Hirono and I first stumbled across the musical genre ‘chôro’ as graduate students at the Eastman School of Music. I must confess that at that time, we likely didn’t have an explicit interest in learning about popular musical forms outside the Western Classical tradition-- we were simply on a quest to uncover ‘hidden gems’ in the duo literature. And while we found a large number of works for violin and cello from the 20th century that were outside the canon, and of unique interest, one work in particular titled Deux Chôros (bis) caught our eyes and ears immediately. Written by Heitor Villa-Lobos in 1929, it is a composition that at first comes across as a harsh and somewhat chaotic landscape. It is a demanding work, truly virtuosic on many levels, requiring both musicians to play extended passages in doublestops, explores the entire range of the instruments, and requires a mastery of modern extended techniques (artificial harmonics, complicated pizzicato techniques for both hands, unusual glissando patterns).

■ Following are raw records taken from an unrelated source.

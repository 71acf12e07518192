//! Permission policy for SQL statements.
//!
//! Four flags decide which statement kinds may run. DROP and TRUNCATE are
//! rejected no matter what the flags say.

use crate::error::{DbError, DbResult};
use crate::tools::sql_classifier::{StatementKind, classify};
use serde::{Deserialize, Serialize};

/// Permission flags, as they appear under `permission` in the config file.
#[derive(Debug, Clone, Copy, PartialEq, Eq, Serialize, Deserialize)]
#[serde(default)]
pub struct Permission {
    pub allow_query: bool,
    pub allow_insert: bool,
    pub allow_update: bool,
    pub allow_delete: bool,
}

impl Default for Permission {
    fn default() -> Self {
        Self {
            allow_query: true,
            allow_insert: false,
            allow_update: false,
            allow_delete: false,
        }
    }
}

impl Permission {
    /// Policy with every flag set.
    pub fn allow_all() -> Self {
        Self {
            allow_query: true,
            allow_insert: true,
            allow_update: true,
            allow_delete: true,
        }
    }

    /// Whether a statement of this kind may run.
    pub fn allows(&self, kind: StatementKind) -> bool {
        match kind {
            StatementKind::Read => self.allow_query,
            StatementKind::Insert => self.allow_insert,
            StatementKind::Update => self.allow_update,
            StatementKind::Delete => self.allow_delete,
            StatementKind::Forbidden(_) => false,
            StatementKind::Other => true,
        }
    }

    /// Check a statement kind, returning the matching error when denied.
    pub fn check(&self, kind: StatementKind) -> DbResult<()> {
        match kind {
            StatementKind::Forbidden(keyword) => Err(DbError::forbidden_statement(keyword)),
            kind if self.allows(kind) => Ok(()),
            kind => Err(DbError::permission_denied(kind.operation_name())),
        }
    }

    /// Read-path gate: all-or-nothing on `allow_query`.
    pub fn check_query(&self) -> DbResult<()> {
        if self.allow_query {
            Ok(())
        } else {
            Err(DbError::permission_denied(StatementKind::Read.operation_name()))
        }
    }
}

/// Gate for the query tool: only reads pass.
///
/// DROP/TRUNCATE keep their forbidden-statement error. Every other non-read
/// kind is refused whatever the flags say; `allow_query` is checked on the
/// gateway's read path.
pub fn check_read_only(sql: &str) -> DbResult<StatementKind> {
    match classify(sql) {
        StatementKind::Read => Ok(StatementKind::Read),
        StatementKind::Forbidden(keyword) => Err(DbError::forbidden_statement(keyword)),
        kind => Err(DbError::not_read_only(kind.operation_name())),
    }
}

#[cfg(test)]
mod tests {
    use super::*;

    #[test]
    fn test_default_permission() {
        let p = Permission::default();
        assert!(p.allow_query);
        assert!(!p.allow_insert);
        assert!(!p.allow_update);
        assert!(!p.allow_delete);
    }

    #[test]
    fn test_partial_json_keeps_defaults() {
        let p: Permission = serde_json::from_str(r#"{"allow_insert": true}"#).unwrap();
        assert!(p.allow_query);
        assert!(p.allow_insert);
        assert!(!p.allow_delete);
    }

    #[test]
    fn test_matrix() {
        let p = Permission {
            allow_query: true,
            allow_insert: true,
            allow_update: false,
            allow_delete: false,
        };
        assert!(p.allows(StatementKind::Read));
        assert!(p.allows(StatementKind::Insert));
        assert!(!p.allows(StatementKind::Update));
        assert!(!p.allows(StatementKind::Delete));
        assert!(p.allows(StatementKind::Other));
    }

    #[test]
    fn test_forbidden_never_allowed() {
        let p = Permission::allow_all();
        assert!(!p.allows(StatementKind::Forbidden("DROP")));
        assert!(matches!(
            p.check(StatementKind::Forbidden("TRUNCATE")),
            Err(DbError::ForbiddenStatement { .. })
        ));
    }

    #[test]
    fn test_check_denied_reports_operation() {
        let p = Permission::default();
        match p.check(StatementKind::Delete) {
            Err(DbError::PermissionDenied { operation }) => assert_eq!(operation, "DELETE"),
            other => panic!("unexpected: {other:?}"),
        }
    }

    #[test]
    fn test_check_query() {
        assert!(Permission::default().check_query().is_ok());
        let p = Permission {
            allow_query: false,
            ..Permission::default()
        };
        assert!(matches!(p.check_query(), Err(DbError::PermissionDenied { .. })));
    }

    #[test]
    fn test_check_read_only() {
        assert_eq!(check_read_only("  select 1").unwrap(), StatementKind::Read);
        assert_eq!(check_read_only("SHOW TABLES").unwrap(), StatementKind::Read);
        assert!(matches!(
            check_read_only("DROP TABLE t"),
            Err(DbError::ForbiddenStatement { .. })
        ));
        for sql in [
            "INSERT INTO t VALUES (1)",
            "DELETE FROM t",
            "EXPLAIN SELECT 1",
            "WITH x AS (SELECT 1) SELECT * FROM x",
            "CREATE TABLE t (id INT)",
        ] {
            assert!(
                matches!(check_read_only(sql), Err(DbError::NotReadOnly { .. })),
                "{sql}"
            );
        }
    }
}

Rhythmically, it is no less challenging, with frequent meter changes and the use of polyrhythms (the simultaneous use of at least two conflicting rhythms at a given moment). The use of ostinato (a repeated musical figure) gives the work an almost mechanized feel, however the fact that the parts don’t often ‘line up’ as a listener might expect, reveals an abstract and disjunct nature during a initial hearing.

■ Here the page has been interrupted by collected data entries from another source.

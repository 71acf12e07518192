//! Permission-gated access to the named connections.
//!
//! The gateway owns every pool and the permission flags. It is built once at
//! startup and shared read-only by the tool handlers.

use crate::config::AppConfig;
use crate::db::executor::QueryExecutor;
use crate::db::pool::{ConnectionManager, DbPool};
use crate::error::DbResult;
use crate::models::{ConnectionConfig, EffectSummary, RowSet};
use crate::tools::guard::Permission;
use crate::tools::sql_classifier::classify;
use tracing::{error, info, warn};

#[derive(Debug)]
pub struct DatabaseGateway {
    connections: ConnectionManager,
    permission: Permission,
    executor: QueryExecutor,
}

impl DatabaseGateway {
    /// Open every connection named in the configuration.
    pub async fn from_config(config: &AppConfig) -> DbResult<Self> {
        Self::connect(config.connection_configs()?, config.permission).await
    }

    /// Open and probe one pool per configuration.
    ///
    /// Fails if any connection cannot be opened; nothing stays open on failure.
    pub async fn connect(configs: Vec<ConnectionConfig>, permission: Permission) -> DbResult<Self> {
        let connections = ConnectionManager::connect_all(configs).await?;
        info!(
            connections = connections.connection_count(),
            allow_query = permission.allow_query,
            allow_insert = permission.allow_insert,
            allow_update = permission.allow_update,
            allow_delete = permission.allow_delete,
            "Database gateway ready"
        );
        Ok(Self::new(connections, permission))
    }

    pub fn new(connections: ConnectionManager, permission: Permission) -> Self {
        Self {
            connections,
            permission,
            executor: QueryExecutor::new(),
        }
    }

    pub fn permission(&self) -> &Permission {
        &self.permission
    }

    pub fn connections(&self) -> &ConnectionManager {
        &self.connections
    }

    /// Run a row-returning statement.
    ///
    /// Gated on `allow_query` only; the statement text is not inspected.
    pub async fn query(&self, connection: &str, sql: &str) -> DbResult<RowSet> {
        if let Err(e) = self.permission.check_query() {
            warn!(connection = %connection, "Query rejected: querying is disabled");
            return Err(e);
        }
        let pool = self.pool(connection)?;

        self.executor.fetch_all(pool, sql).await.inspect_err(|e| {
            error!(connection = %connection, error = %e, "Query failed");
        })
    }

    /// Run a statement for its effect.
    ///
    /// The statement is classified first: DROP/TRUNCATE are always rejected,
    /// INSERT/UPDATE/DELETE need their flag, reads need `allow_query`.
    pub async fn exec(&self, connection: &str, sql: &str) -> DbResult<EffectSummary> {
        let kind = classify(sql);
        if let Err(e) = self.permission.check(kind) {
            warn!(connection = %connection, statement = %kind, "Statement rejected");
            return Err(e);
        }
        let pool = self.pool(connection)?;

        self.executor.execute(pool, sql).await.inspect_err(|e| {
            error!(connection = %connection, statement = %kind, error = %e, "Statement failed");
        })
    }

    fn pool(&self, connection: &str) -> DbResult<&DbPool> {
        self.connections.get_pool(connection).inspect_err(|_| {
            warn!(connection = %connection, "Unknown connection");
        })
    }

    /// Close every pool.
    pub async fn close(&self) {
        self.connections.close_all().await;
    }
}

#[cfg(test)]
mod tests {
    use super::*;
    use crate::config::{DatabaseConfig, PoolOptions};
    use crate::error::DbError;
    use crate::models::CellValue;

    async fn gateway(permission: Permission) -> DatabaseGateway {
        let config = ConnectionConfig::new("default", "sqlite::memory:", PoolOptions::default()).unwrap();
        DatabaseGateway::connect(vec![config], permission).await.unwrap()
    }

    #[tokio::test]
    async fn test_query_select_one() {
        let gw = gateway(Permission::default()).await;
        let rs = gw.query("default", "SELECT 1").await.unwrap();
        assert_eq!(rs.columns, vec!["1"]);
        assert_eq!(rs.rows, vec![vec![CellValue::Int64(1)]]);
    }

    #[tokio::test]
    async fn test_query_denied_when_disabled() {
        let gw = gateway(Permission {
            allow_query: false,
            ..Permission::default()
        })
        .await;
        assert!(matches!(
            gw.query("default", "SELECT 1").await,
            Err(DbError::PermissionDenied { .. })
        ));
    }

    #[tokio::test]
    async fn test_unknown_connection() {
        let gw = gateway(Permission::default()).await;
        assert!(matches!(
            gw.query("other", "SELECT 1").await,
            Err(DbError::ConnectionNotFound { .. })
        ));
        assert!(matches!(
            gw.exec("other", "CREATE TABLE t (id INT)").await,
            Err(DbError::ConnectionNotFound { .. })
        ));
    }

    #[tokio::test]
    async fn test_exec_gating() {
        let gw = gateway(Permission {
            allow_insert: true,
            ..Permission::default()
        })
        .await;

        gw.exec("default", "CREATE TABLE t (id INTEGER PRIMARY KEY, v TEXT)")
            .await
            .unwrap();
        let summary = gw.exec("default", "INSERT INTO t (v) VALUES ('x')").await.unwrap();
        assert_eq!(summary.rows_affected, 1);
        assert_eq!(summary.last_insert_id, 1);

        assert!(matches!(
            gw.exec("default", "UPDATE t SET v = 'y'").await,
            Err(DbError::PermissionDenied { .. })
        ));
        assert!(matches!(
            gw.exec("default", "DELETE FROM t").await,
            Err(DbError::PermissionDenied { .. })
        ));
    }

    #[tokio::test]
    async fn test_exec_forbidden_even_with_all_flags() {
        let gw = gateway(Permission::allow_all()).await;
        gw.exec("default", "CREATE TABLE t (id INTEGER)").await.unwrap();

        assert!(matches!(
            gw.exec("default", "DROP TABLE t").await,
            Err(DbError::ForbiddenStatement { .. })
        ));
        assert!(matches!(
            gw.exec("default", "  truncate table t").await,
            Err(DbError::ForbiddenStatement { .. })
        ));
        // Table still there.
        assert!(gw.query("default", "SELECT * FROM t").await.is_ok());
    }

    #[tokio::test]
    async fn test_from_config_with_url() {
        let mut config = AppConfig::default();
        config.databases.clear();
        config
            .databases
            .insert("default".to_string(), DatabaseConfig::from_url("sqlite::memory:"));

        let gw = DatabaseGateway::from_config(&config).await.unwrap();
        assert_eq!(gw.connections().list_connections(), vec!["default"]);
        gw.close().await;
    }
}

After listening to Villa-Lobos’ 1929 chôro (bis), it is unlikely the average concert-goer today would assume the genre is one of the most prominent of all Brazilian music. However, despite its enormous popularity in Brazil the chôro remains largely unknown to the general public outside its native country. The chôro developed in the 19th century and quickly flourished in, and around, the city of Rio de Janiero. The word 'chôro' comes from the Portuguese word for 'cry' or 'lament', although in listening to the music, it often seems like a misnomer, due to the music being so uplifting, with fast driving rhythms and the pervasiveness of major tonalities. The title might also evoke images of a vocal tradition, but is indeed purely instrumental. The traditional ensemble included flute, guitar, and cavaquinho (a sort of Portuguese lute), although it evolved to include any number of brass, woodwind, and string instruments. And while the term chôro first was a descriptor for the particular ensemble playing, it came to encapsulate the genre which these varying ensembles created.

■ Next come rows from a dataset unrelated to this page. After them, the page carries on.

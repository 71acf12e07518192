//! MCP protocol handling.
//!
//! `protocol` holds the JSON-RPC 2.0 wire types; `service` routes decoded
//! messages to the database tools.

pub mod protocol;
pub mod service;

pub use protocol::{ErrorObject, Message, Response, RpcError, ToolCall};
pub use service::McpService;
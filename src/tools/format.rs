//! Output formatting for tool results.
//!
//! Tool results are a single text block holding the pretty-printed JSON of
//! the row set or effect summary.

use crate::error::DbResult;
use serde::{Deserialize, Serialize};

/// One content block of a tool result.
#[derive(Debug, Clone, PartialEq, Eq, Serialize, Deserialize)]
pub struct ToolContent {
    #[serde(rename = "type")]
    pub kind: String,
    pub text: String,
}

impl ToolContent {
    pub fn text(text: impl Into<String>) -> Self {
        Self {
            kind: "text".to_string(),
            text: text.into(),
        }
    }
}

/// Result body of a `tools/call` request.
#[derive(Debug, Clone, PartialEq, Eq, Serialize, Deserialize)]
pub struct ToolResult {
    pub content: Vec<ToolContent>,
}

impl ToolResult {
    /// Pretty-print `value` (2-space indent) into a single text block.
    pub fn pretty_json<T: Serialize>(value: &T) -> DbResult<Self> {
        let text = serde_json::to_string_pretty(value)?;
        Ok(Self {
            content: vec![ToolContent::text(text)],
        })
    }
}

It is considered today to be the first characteristically Brazilian urban popular music genre and the enormous popularity of the chôro rose from informal groups of friends (blue-collar workers, from backgrounds as postal, railway, or telegraph workers) which played in streets, botecos, and at parties. The traditions which nurtured the chôro in Rio the late 1800’s are not unlike those that helped to develop the danzon in Cuba, and ragtime in the United States (both examples of countries that were beginning to develop their own styles of popular music and were also influenced by European and African idioms).

Its origins are complex, certainly influenced by traditions that came to South America from both Europe and Africa. From Europe, the polka, waltz and mazurka served as primary influences. Perhaps pointing to its European roots, the chôro has a form directly related to the five part rondo: AABBACCA, not unlike the classical waltz. At the same time, the lundu and batuque rhythms from African traditions injected the music with a remarkable and unique energy. The lundu was a cultural and stylized music that was imported with the African slave trade and while the lundu in the 18th century was regarded as a compliment to witchcraft, the subsequent sexualization of the dance inevitably led to a great gain in popularity, especially among the elites in Brazil. I suppose this highlights, when you are talking about popular arts, some things never change!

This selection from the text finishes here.